Task requirements: Repeat the data in full. Every line must match.

Entries provided:

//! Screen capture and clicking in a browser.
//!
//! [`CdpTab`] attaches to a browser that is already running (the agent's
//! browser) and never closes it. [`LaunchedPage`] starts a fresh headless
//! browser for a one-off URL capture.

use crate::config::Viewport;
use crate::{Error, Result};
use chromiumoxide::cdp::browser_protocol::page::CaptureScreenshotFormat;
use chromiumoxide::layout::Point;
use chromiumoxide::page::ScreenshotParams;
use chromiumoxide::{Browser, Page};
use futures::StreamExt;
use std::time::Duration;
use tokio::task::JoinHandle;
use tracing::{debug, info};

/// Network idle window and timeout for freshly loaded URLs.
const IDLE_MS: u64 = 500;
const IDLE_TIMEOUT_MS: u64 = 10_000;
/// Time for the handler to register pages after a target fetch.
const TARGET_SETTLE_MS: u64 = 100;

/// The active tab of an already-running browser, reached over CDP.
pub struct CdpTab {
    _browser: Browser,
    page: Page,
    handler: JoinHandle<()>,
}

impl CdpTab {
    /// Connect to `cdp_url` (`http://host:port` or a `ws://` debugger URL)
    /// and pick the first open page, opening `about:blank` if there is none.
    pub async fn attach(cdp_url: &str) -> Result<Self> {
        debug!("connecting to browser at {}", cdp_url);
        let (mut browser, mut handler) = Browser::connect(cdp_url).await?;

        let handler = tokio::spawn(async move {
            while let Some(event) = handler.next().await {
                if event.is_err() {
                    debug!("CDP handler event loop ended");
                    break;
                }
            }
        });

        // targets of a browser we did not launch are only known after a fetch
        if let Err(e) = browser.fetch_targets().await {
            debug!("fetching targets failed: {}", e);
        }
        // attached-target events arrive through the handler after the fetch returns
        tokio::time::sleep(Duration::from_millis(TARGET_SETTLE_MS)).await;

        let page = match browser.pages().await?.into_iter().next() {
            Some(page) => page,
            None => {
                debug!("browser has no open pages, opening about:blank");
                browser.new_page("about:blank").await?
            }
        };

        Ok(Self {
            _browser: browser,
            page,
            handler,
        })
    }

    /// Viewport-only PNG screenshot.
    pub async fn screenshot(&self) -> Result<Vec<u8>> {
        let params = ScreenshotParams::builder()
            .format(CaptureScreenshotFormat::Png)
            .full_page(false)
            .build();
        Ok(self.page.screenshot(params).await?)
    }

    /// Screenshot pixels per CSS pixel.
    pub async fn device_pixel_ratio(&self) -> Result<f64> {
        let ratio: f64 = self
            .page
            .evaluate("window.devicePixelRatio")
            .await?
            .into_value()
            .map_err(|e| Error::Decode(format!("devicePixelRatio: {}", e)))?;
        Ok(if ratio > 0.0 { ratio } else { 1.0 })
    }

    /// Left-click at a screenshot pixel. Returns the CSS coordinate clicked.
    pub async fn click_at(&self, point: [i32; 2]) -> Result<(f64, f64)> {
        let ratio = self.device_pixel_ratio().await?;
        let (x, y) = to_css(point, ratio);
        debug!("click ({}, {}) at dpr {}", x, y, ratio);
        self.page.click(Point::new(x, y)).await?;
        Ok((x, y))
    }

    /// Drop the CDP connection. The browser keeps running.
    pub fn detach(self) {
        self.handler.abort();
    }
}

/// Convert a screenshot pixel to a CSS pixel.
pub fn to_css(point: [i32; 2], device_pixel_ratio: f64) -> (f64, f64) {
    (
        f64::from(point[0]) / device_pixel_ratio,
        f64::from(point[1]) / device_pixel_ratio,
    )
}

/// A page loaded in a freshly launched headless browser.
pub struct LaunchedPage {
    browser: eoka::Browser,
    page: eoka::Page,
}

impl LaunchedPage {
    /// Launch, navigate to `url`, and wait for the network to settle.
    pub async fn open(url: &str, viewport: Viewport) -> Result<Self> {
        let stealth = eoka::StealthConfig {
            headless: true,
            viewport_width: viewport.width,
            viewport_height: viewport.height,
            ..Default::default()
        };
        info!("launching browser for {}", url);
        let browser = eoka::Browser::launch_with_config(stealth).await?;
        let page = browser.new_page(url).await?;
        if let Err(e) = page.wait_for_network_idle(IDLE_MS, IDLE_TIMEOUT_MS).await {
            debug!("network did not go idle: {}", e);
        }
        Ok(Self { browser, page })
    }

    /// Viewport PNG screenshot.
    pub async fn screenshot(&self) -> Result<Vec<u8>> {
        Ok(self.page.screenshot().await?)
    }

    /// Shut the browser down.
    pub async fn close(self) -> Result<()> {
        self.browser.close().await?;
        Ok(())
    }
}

Solution below:
//! Screen capture and clicking in a browser.
//!
//! [`CdpTab`] attaches to a browser that is already running (the agent's
//! browser) and never closes it. [`LaunchedPage`] starts a fresh headless
//! browser for a one-off URL capture.

use crate::config::Viewport;
use crate::{Error, Result};
use chromiumoxide::cdp::browser_protocol::page::CaptureScreenshotFormat;
use chromiumoxide::layout::Point;
use chromiumoxide::page::ScreenshotParams;
use chromiumoxide::{Browser, Page};
use futures::StreamExt;
use std::time::Duration;
use tokio::task::JoinHandle;
use tracing::{debug, info};

/// Network idle window and timeout for freshly loaded URLs.
const IDLE_MS: u64 = 500;
const IDLE_TIMEOUT_MS: u64 = 10_000;
/// Time for the handler to register pages after a target fetch.
const TARGET_SETTLE_MS: u64 = 100;

/// The active tab of an already-running browser, reached over CDP.
pub struct CdpTab {
    _browser: Browser,
    page: Page,
    handler: JoinHandle<()>,
}

impl CdpTab {
    /// Connect to `cdp_url` (`http://host:port` or a `ws://` debugger URL)
    /// and pick the first open page, opening `about:blank` if there is none.
    pub async fn attach(cdp_url: &str) -> Result<Self> {
        debug!("connecting to browser at {}", cdp_url);
        let (mut browser, mut handler) = Browser::connect(cdp_url).await?;

        let handler = tokio::spawn(async move {
            while let Some(event) = handler.next().await {
                if event.is_err() {
                    debug!("CDP handler event loop ended");
                    break;
                }
            }
        });

        // targets of a browser we did not launch are only known after a fetch
        if let Err(e) = browser.fetch_targets().await {
            debug!("fetching targets failed: {}", e);
        }
        // attached-target events arrive through the handler after the fetch returns
        tokio::time::sleep(Duration::from_millis(TARGET_SETTLE_MS)).await;

        let page = match browser.pages().await?.into_iter().next() {
            Some(page) => page,
            None => {
                debug!("browser has no open pages, opening about:blank");
                browser.new_page("about:blank").await?
            }
        };

        Ok(Self {
            _browser: browser,
            page,
            handler,
        })
    }

    /// Viewport-only PNG screenshot.
    pub async fn screenshot(&self) -> Result<Vec<u8>> {
        let params = ScreenshotParams::builder()
            .format(CaptureScreenshotFormat::Png)
            .full_page(false)
            .build();
        Ok(self.page.screenshot(params).await?)
    }

    /// Screenshot pixels per CSS pixel.
    pub async fn device_pixel_ratio(&self) -> Result<f64> {
        let ratio: f64 = self
            .page
            .evaluate("window.devicePixelRatio")
            .await?
            .into_value()
            .map_err(|e| Error::Decode(format!("devicePixelRatio: {}", e)))?;
        Ok(if ratio > 0.0 { ratio } else { 1.0 })
    }

    /// Left-click at a screenshot pixel. Returns the CSS coordinate clicked.
    pub async fn click_at(&self, point: [i32; 2]) -> Result<(f64, f64)> {
        let ratio = self.device_pixel_ratio().await?;
        let (x, y) = to_css(point, ratio);
        debug!("click ({}, {}) at dpr {}", x, y, ratio);
        self.page.click(Point::new(x, y)).await?;
        Ok((x, y))
    }

    /// Drop the CDP connection. The browser keeps running.
    pub fn detach(self) {
        self.handler.abort();
    }
}

/// Convert a screenshot pixel to a CSS pixel.
pub fn to_css(point: [i32; 2], device_pixel_ratio: f64) -> (f64, f64) {
    (
        f64::from(point[0]) / device_pixel_ratio,
        f64::from(point[1]) / device_pixel_ratio,
    )
}

/// A page loaded in a freshly launched headless browser.
pub struct LaunchedPage {
    browser: eoka::Browser,
    page: eoka::Page,
}

impl LaunchedPage {
    /// Launch, navigate to `url`, and wait for the network to settle.
    pub async fn open(url: &str, viewport: Viewport) -> Result<Self> {
        let stealth = eoka::StealthConfig {
            headless: true,
            viewport_width: viewport.width,
            viewport_height: viewport.height,
            ..Default::default()
        };
        info!("launching browser for {}", url);
        let browser = eoka::Browser::launch_with_config(stealth).await?;
        let page = browser.new_page(url).await?;
        if let Err(e) = page.wait_for_network_idle(IDLE_MS, IDLE_TIMEOUT_MS).await {
            debug!("network did not go idle: {}", e);
        }
        Ok(Self { browser, page })
    }

    /// Viewport PNG screenshot.
    pub async fn screenshot(&self) -> Result<Vec<u8>> {
        Ok(self.page.screenshot().await?)
    }

    /// Shut the browser down.
    pub async fn close(self) -> Result<()> {
        self.browser.close().await?;
        Ok(())
    }
}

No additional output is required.